"As long as the nuclear weapons exits, the risk of their use on purpose or accidentally exists, too," Austrian Foreign Minister Sebastian Kurz said in his opening remarks.
He stressed that nuclear weapons have become an abstract concept since the Cold War ended, yet the risk of its use persists as the international community has stalled the process of nuclear disarmament.
"After the Cold War, most people stopped worrying about nuclear weapons. But this is fundamentally wrong," Kurz said.
"It is now high time to move from the words to real action," Kurz said, expressing hope that the conference in Vienna will become a stepping stone toward a world without nuclear weapons.
Peter Maurer, the president of the International Committee of the Red Cross (ICRC), also pointed out that potential risks associated with the use of nuclear weapons, such as misinterpreted data and false alarms could lead to a nuclear disaster.

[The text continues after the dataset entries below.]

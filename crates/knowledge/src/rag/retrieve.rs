//! Retrieval orchestration over the two partitions.

use crate::config::KnowledgeConfig;
use crate::guardrails::{ConfidencePolicy, ContentFilter, SensitiveTerms, SensitivityClassifier};
use crate::rag::context::ContextAssembler;
use crate::types::{PassageResult, RetrievalOutcome, SourceKind};
use crate::vector_index::VectorIndex;
use factguard_core::{AppError, AppResult};
use std::sync::Arc;

/// Runs classification, the facts search, the gated external search,
/// filtering and context assembly for one query.
pub struct Retriever {
    index: Arc<dyn VectorIndex>,
    policy: ConfidencePolicy,
    filter: ContentFilter,
    assembler: ContextAssembler,
    facts_top_k: usize,
    external_top_k: usize,
}

impl Retriever {
    /// Wire a retriever from configuration. The term tables are built once
    /// and shared by the classifier and the content filter.
    pub fn new(index: Arc<dyn VectorIndex>, config: &KnowledgeConfig) -> Self {
        let terms = Arc::new(config.guardrails.terms());
        Self::with_terms(index, config, terms)
    }

    pub fn with_terms(
        index: Arc<dyn VectorIndex>,
        config: &KnowledgeConfig,
        terms: Arc<SensitiveTerms>,
    ) -> Self {
        let classifier = SensitivityClassifier::new(Arc::clone(&terms));

        Self {
            index,
            policy: ConfidencePolicy::new(classifier, config.guardrails.confidence_threshold),
            filter: ContentFilter::new(terms),
            assembler: ContextAssembler::from_config(&config.retrieval),
            facts_top_k: config.retrieval.facts_top_k,
            external_top_k: config.retrieval.external_top_k,
        }
    }

    /// Retrieve context for `query`.
    ///
    /// A facts search failure is returned as `AppError::Index`. An external
    /// search failure degrades to "no external results".
    pub async fn retrieve(&self, query: &str) -> AppResult<RetrievalOutcome> {
        let is_sensitive = self.policy.classifier().is_sensitive(query);
        tracing::debug!(is_sensitive, "Classified query");

        let facts = self
            .index
            .search(SourceKind::Facts, query, self.facts_top_k)
            .await
            .map_err(|e| match e {
                AppError::Index(_) => e,
                other => AppError::Index(format!("Facts search failed: {}", other)),
            })?;

        let use_external = self.policy.decide(is_sensitive, &facts);
        tracing::debug!(
            facts = facts.len(),
            cutoff = self.policy.distance_cutoff(),
            use_external,
            "Confidence decision"
        );

        let external = if use_external {
            self.search_external(query).await
        } else {
            Vec::new()
        };
        let external_count = external.len();

        let eligible = self.filter.filter_external(external);
        let assembled = self.assembler.assemble(&facts, &eligible);

        let used_external = assembled
            .citations
            .iter()
            .any(|c| c.source == SourceKind::External);

        Ok(RetrievalOutcome {
            context: assembled.context,
            citations: assembled.citations,
            facts_count: facts.len(),
            external_count,
            is_sensitive,
            used_external,
        })
    }

    async fn search_external(&self, query: &str) -> Vec<PassageResult> {
        match self
            .index
            .search(SourceKind::External, query, self.external_top_k)
            .await
        {
            Ok(results) => results,
            Err(e) => {
                tracing::warn!("External search failed, continuing without it: {}", e);
                Vec::new()
            }
        }
    }
}
//! Retrieval and response type definitions.

use serde::{Deserialize, Serialize};
use std::fmt;

/// Separator between a document id and its chunk suffix (`F001:c2`).
pub const CHUNK_SEPARATOR: char = ':';

/// The two segregated knowledge partitions.
#[derive(Debug, Clone, Copy, PartialEq, Eq, Hash, Serialize, Deserialize)]
#[serde(rename_all = "lowercase")]
pub enum SourceKind {
    /// Authoritative, curated documentation
    Facts,
    /// Reviews, transcripts and other secondary material
    External,
}

impl SourceKind {
    /// Canonical lowercase name, also used as the partition key.
    pub fn as_str(&self) -> &'static str {
        match self {
            Self::Facts => "facts",
            Self::External => "external",
        }
    }

    /// Tag rendered in front of a passage in the assembled context.
    pub fn context_tag(&self) -> &'static str {
        match self {
            Self::Facts => "[FACTS]",
            Self::External => "[EXTERNAL]",
        }
    }

    /// Parse a partition name.
    pub fn parse(s: &str) -> Option<Self> {
        match s {
            "facts" => Some(Self::Facts),
            "external" => Some(Self::External),
            _ => None,
        }
    }
}

impl fmt::Display for SourceKind {
    fn fmt(&self, f: &mut fmt::Formatter<'_>) -> fmt::Result {
        f.write_str(self.as_str())
    }
}

/// A passage ready to be embedded and stored.
#[derive(Debug, Clone, PartialEq, Serialize, Deserialize)]
pub struct Passage {
    /// Stable id, unique within its partition
    pub id: String,

    pub text: String,

    pub source: SourceKind,

    #[serde(default)]
    pub metadata: serde_json::Map<String, serde_json::Value>,
}

/// A single passage returned by a vector index search.
#[derive(Debug, Clone, PartialEq, Serialize, Deserialize)]
pub struct PassageResult {
    /// Stable id, `<DocPrefix><seq>[:c<chunkIdx>]`
    pub id: String,

    /// Passage text
    pub text: String,

    /// Partition the passage came from
    pub source: SourceKind,

    /// Vector distance in [0, 1], lower is closer; `None` when unknown
    pub distance: Option<f32>,

    /// Ingestion metadata (section, file path, channel, ...)
    #[serde(default)]
    pub metadata: serde_json::Map<String, serde_json::Value>,
}

impl PassageResult {
    /// Create a passage with no metadata.
    pub fn new(
        id: impl Into<String>,
        text: impl Into<String>,
        source: SourceKind,
        distance: Option<f32>,
    ) -> Self {
        Self {
            id: id.into(),
            text: text.into(),
            source,
            distance,
            metadata: serde_json::Map::new(),
        }
    }

    /// The parent document id: everything before the chunk separator.
    pub fn doc_id(&self) -> &str {
        doc_id_of(&self.id)
    }
}

/// Strip the chunk suffix from a passage id.
pub fn doc_id_of(passage_id: &str) -> &str {
    passage_id
        .split(CHUNK_SEPARATOR)
        .next()
        .unwrap_or(passage_id)
}

/// A structured pointer tying an answer to a retrieved passage.
#[derive(Debug, Clone, PartialEq, Eq, Serialize, Deserialize)]
pub struct Citation {
    pub source: SourceKind,
    pub doc_id: String,
    pub chunk_id: String,
}

impl Citation {
    /// Derive the citation for a passage included in the context.
    pub fn from_passage(passage: &PassageResult) -> Self {
        Self {
            source: passage.source,
            doc_id: passage.doc_id().to_string(),
            chunk_id: passage.id.clone(),
        }
    }

    /// Inline marker in the `[source:doc_id:chunk_id]` form.
    pub fn marker(&self) -> String {
        format!("[{}:{}:{}]", self.source, self.doc_id, self.chunk_id)
    }
}

/// Everything the response policy needs to know about one retrieval.
#[derive(Debug, Clone, Serialize, Deserialize)]
pub struct RetrievalOutcome {
    /// Bounded, tagged context text
    pub context: String,

    /// Citations in inclusion order, facts before external
    pub citations: Vec<Citation>,

    /// Facts results found, before any capping
    pub facts_count: usize,

    /// External results returned by the external search, before filtering
    pub external_count: usize,

    /// Whether the query touches a protected topic
    pub is_sensitive: bool,

    /// Whether any external passage made it into the context
    pub used_external: bool,
}

/// Final status of a question.
#[derive(Debug, Clone, Copy, PartialEq, Eq, Serialize, Deserialize)]
#[serde(rename_all = "snake_case")]
pub enum ResponseStatus {
    Answered,
    Refused,
    NoData,
}

impl ResponseStatus {
    pub fn as_str(&self) -> &'static str {
        match self {
            Self::Answered => "answered",
            Self::Refused => "refused",
            Self::NoData => "no_data",
        }
    }
}

impl fmt::Display for ResponseStatus {
    fn fmt(&self, f: &mut fmt::Formatter<'_>) -> fmt::Result {
        f.write_str(self.as_str())
    }
}

/// The answer returned to the caller.
///
/// `Refused` and `NoData` never carry citations; `Answered` carries only
/// citations for passages present in the generator's context.
#[derive(Debug, Clone, Serialize, Deserialize)]
pub struct GuardedResponse {
    pub answer: String,
    pub status: ResponseStatus,
    pub citations: Vec<Citation>,
}

impl GuardedResponse {
    /// A citation-free response with a fixed message.
    pub fn without_citations(answer: impl Into<String>, status: ResponseStatus) -> Self {
        Self {
            answer: answer.into(),
            status,
            citations: Vec::new(),
        }
    }
}

/// Readiness report for the vector index.
#[derive(Debug, Clone, Serialize, Deserialize)]
pub struct HealthReport {
    /// "healthy" when the index could be opened and counted
    pub status: String,

    /// Passages in the facts partition
    pub facts_documents: usize,

    /// Passages in the external partition
    pub external_documents: usize,

    /// Both partitions are populated
    pub ready: bool,

    #[serde(skip_serializing_if = "Option::is_none")]
    pub error: Option<String>,
}

/// Statistics from an ingest operation.
#[derive(Debug, Clone, Default, Serialize, Deserialize)]
pub struct IngestStats {
    /// Facts passages written
    pub facts_passages: usize,

    /// External passages written
    pub external_passages: usize,

    /// True when the index was already populated and nothing was written
    pub skipped: bool,

    /// Duration in seconds
    pub duration_secs: f64,
}

#[cfg(test)]
mod tests {
    use super::*;

    #[test]
    fn test_doc_id_strips_chunk_suffix() {
        assert_eq!(doc_id_of("F001:c2"), "F001");
        assert_eq!(doc_id_of("E014"), "E014");
    }

    #[test]
    fn test_citation_from_passage() {
        let passage = PassageResult::new("E003:c1", "smooth ride", SourceKind::External, None);
        let citation = Citation::from_passage(&passage);

        assert_eq!(citation.source, SourceKind::External);
        assert_eq!(citation.doc_id, "E003");
        assert_eq!(citation.chunk_id, "E003:c1");
        assert_eq!(citation.marker(), "[external:E003:E003:c1]");
    }

    #[test]
    fn test_status_serialization() {
        let json = serde_json::to_string(&ResponseStatus::NoData).unwrap();
        assert_eq!(json, "\"no_data\"");

        let response = GuardedResponse::without_citations("nothing", ResponseStatus::Refused);
        let value = serde_json::to_value(&response).unwrap();
        assert_eq!(value["status"], "refused");
        assert_eq!(value["citations"], serde_json::json!([]));
    }

    #[test]
    fn test_source_kind_round_trip_names() {
        assert_eq!(SourceKind::parse("facts"), Some(SourceKind::Facts));
        assert_eq!(SourceKind::parse("External"), None);
        assert_eq!(SourceKind::External.context_tag(), "[EXTERNAL]");
    }
}
//! Provider identification types.

/// Answer generator provider types.
#[derive(Debug, Clone, Copy, PartialEq, Eq)]
pub enum ProviderType {
    Ollama,
}

impl ProviderType {
    /// Parse provider type from string.
    pub fn parse(s: &str) -> Option<Self> {
        match s.to_lowercase().as_str() {
            "ollama" => Some(Self::Ollama),
            _ => None,
        }
    }

    /// Get the canonical provider name.
    pub fn as_str(&self) -> &'static str {
        match self {
            Self::Ollama => "ollama",
        }
    }
}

Maurer said that there has been a shift in nuclear discussions, with their focus shifting from strategic to humanitarian issues.
"After decades of focusing on nuclear weapons primarily in technical, military progress … states have finally engaged in a discussion, what it means for people and the environment," the ICRC head said.
According to the conference's organization committee, over 16,000 nuclear warheads still exist, with many of them put on high alert. The event, scheduled for December 8-9 in Vienna's Hofburg Palace, is aimed at promoting nuclear disarmament and nonproliferation.